Message ID | 20190331220104.31628-1-rybak.a.v@gmail.com (mailing list archive) |
---|---|
State | New, archived |
Headers | show |
Series | mailinfo: support Unicode scissors | expand |
On Mon, Apr 01, 2019 at 12:01:04AM +0200, Andrei Rybak wrote: > diff --git a/mailinfo.c b/mailinfo.c > index b395adbdf2..4ef6cdee85 100644 > --- a/mailinfo.c > +++ b/mailinfo.c > @@ -701,6 +701,13 @@ static int is_scissors_line(const char *line) > c++; > continue; > } > + if (!memcmp(c, "✂", 3)) { This character is tiny. Please add a comment that it's supposed to be a Unicode scissors character. Should we worry about this memcmp() potentially reading past the end of the string when 'c' points to the last character? > + in_perforation = 1; > + perforation += 3; > + scissors += 3; > + c++; Here you should jump past the three byte long Unicode character, so this should be c += 2. > + continue; > + } > in_perforation = 0; > } >
SZEDER Gábor <szeder.dev@gmail.com> writes: > On Mon, Apr 01, 2019 at 12:01:04AM +0200, Andrei Rybak wrote: >> diff --git a/mailinfo.c b/mailinfo.c >> index b395adbdf2..4ef6cdee85 100644 >> --- a/mailinfo.c >> +++ b/mailinfo.c >> @@ -701,6 +701,13 @@ static int is_scissors_line(const char *line) >> c++; >> continue; >> } >> + if (!memcmp(c, "✂", 3)) { > > This character is tiny. Please add a comment that it's supposed to be > a Unicode scissors character. > > Should we worry about this memcmp() potentially reading past the end > of the string when 'c' points to the last character? Quite honestly, I'd rather document what "scissors" line looks like exactly and make sure no readers would mistake that we'd accept any Unicode character whose name has substring "scissors" in it. Ah, wait, we already do. It is very clear that scissors are either ">8" (for right handers) or "8<" (for lefties) and nothing else. Unless you are sure that you are (and more importantly, can stay to be) exhaustive, adding allowed representations for a thing will force users to learn more non-essential things ("we allow only 8< and >8" vs "we allow only these 7, even though we are aware that there are at least 14 more that we do not allow"---the end-user needs to remember which 7 are allowed) and does not help users. Taking only "black scissors" U+2702 but not all of U+2700 - U+2704 will be a cause for unnecessary end-user complaints "why do you take this but not that one?" Then the next noise would be "why is '-' the only perforation and not U+2014 Em Dash or U+2013 En Dash?" Let's try not to be cute in non-essential things like how a pair of scissors ought to be spelled. If "8<" had worked well for us for the past 10 years, we should just stick to it.

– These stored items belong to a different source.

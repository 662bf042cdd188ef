//! Demo configuration
//!
//! Configuration loaded from `.redux-demo.toml`.

use anyhow::{Context, Result};
use redux_store::ListenerErrorPolicy;
use serde::{Deserialize, Serialize};
use std::path::Path;

/// Demo configuration loaded from .redux-demo.toml
#[derive(Debug, Serialize, Deserialize, Clone, PartialEq)]
pub struct DemoConfig {
    /// What the store does when a listener fails ("log-and-continue" or "collect")
    #[serde(default)]
    pub listener_error_policy: ListenerErrorPolicy,

    /// Install the logging middleware on demo stores
    #[serde(default = "default_log_actions")]
    pub log_actions: bool,

    /// Log level used when RUST_LOG is not set
    #[serde(default = "default_log_level")]
    pub log_level: String,

    /// Also write logs to a timestamped file in the cache directory
    #[serde(default)]
    pub log_to_file: bool,
}

fn default_log_actions() -> bool {
    true
}

fn default_log_level() -> String {
    "info".to_string()
}

impl Default for DemoConfig {
    fn default() -> Self {
        Self {
            listener_error_policy: ListenerErrorPolicy::default(),
            log_actions: default_log_actions(),
            log_level: default_log_level(),
            log_to_file: false,
        }
    }
}

impl DemoConfig {
    /// Load config from CWD first, then the config directory, or use defaults
    pub fn load() -> Self {
        if let Some(content) = crate::load_config_file() {
            match toml::from_str(&content) {
                Ok(config) => {
                    log::info!("Loaded demo config from file");
                    return config;
                }
                Err(e) => {
                    log::warn!("Failed to parse config file: {}", e);
                }
            }
        }

        log::debug!("Using default demo config");
        Self::default()
    }

    /// Load config from an explicit path; a missing or malformed file is an error
    pub fn load_from_path(path: &Path) -> Result<Self> {
        let content = std::fs::read_to_string(path)
            .with_context(|| format!("Failed to read config file {}", path.display()))?;
        toml::from_str(&content)
            .with_context(|| format!("Failed to parse config file {}", path.display()))
    }
}

#[cfg(test)]
mod tests {
    use super::*;

    #[test]
    fn test_default_config() {
        let config = DemoConfig::default();
        assert_eq!(
            config.listener_error_policy,
            ListenerErrorPolicy::LogAndContinue
        );
        assert!(config.log_actions);
        assert_eq!(config.log_level, "info");
        assert!(!config.log_to_file);
    }

    #[test]
    fn test_config_deserialize() {
        let toml = r#"
            listener_error_policy = "collect"
            log_level = "debug"
        "#;
        let config: DemoConfig = toml::from_str(toml).unwrap();
        assert_eq!(config.listener_error_policy, ListenerErrorPolicy::Collect);
        assert_eq!(config.log_level, "debug");
        // log_actions should use default
        assert!(config.log_actions);
    }

    #[test]
    fn test_config_rejects_unknown_policy() {
        let toml = r#"listener_error_policy = "ignore""#;
        assert!(toml::from_str::<DemoConfig>(toml).is_err());
    }

    #[test]
    fn test_load_from_path() {
        let dir = tempfile::tempdir().unwrap();
        let path = dir.path().join(".redux-demo.toml");
        std::fs::write(&path, "log_actions = false\nlog_to_file = true\n").unwrap();

        let config = DemoConfig::load_from_path(&path).unwrap();

        assert!(!config.log_actions);
        assert!(config.log_to_file);
        assert_eq!(config.log_level, "info");
    }

    #[test]
    fn test_load_from_missing_path() {
        let err = DemoConfig::load_from_path(Path::new("/nonexistent/redux-demo.toml"))
            .unwrap_err();
        assert!(err.to_string().contains("Failed to read config file"));
    }
}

On Mon, Apr 1, 2019 at 5:03 AM Andrei Rybak <rybak.a.v@gmail.com> wrote: > > 'git am --scissors' allows cutting a patch from an email at a scissors > line. Such a line should contain perforation, i.e. hyphens, and a > scissors symbol. Only ASCII graphics scissors '8<' '>8' '%<' '>%' are > recognized by 'git am --scissors' command at the moment. > > Unicode character 'BLACK SCISSORS' (U+2702) has been a part of Unicode > since version 1.0.0 [1]. Since then 'BLACK SCISSORS' also became part > of character set Emoji 1.0, published in 2015 [2]. With its adoption as > an emoji, availability of this character on keyboards has increased. > > Support UTF-8 encoding of '✂' in function is_scissors_line, for 'git am > --scissors' to be able to cut at Unicode perforation lines in emails. > Note, that Unicode character '✂' is three bytes in UTF-8 encoding. On top of what was already said in this thread. For some reason (bad font?) these scissors are drawn cutting _down_ for me instead of left or right. It looks a bit strange.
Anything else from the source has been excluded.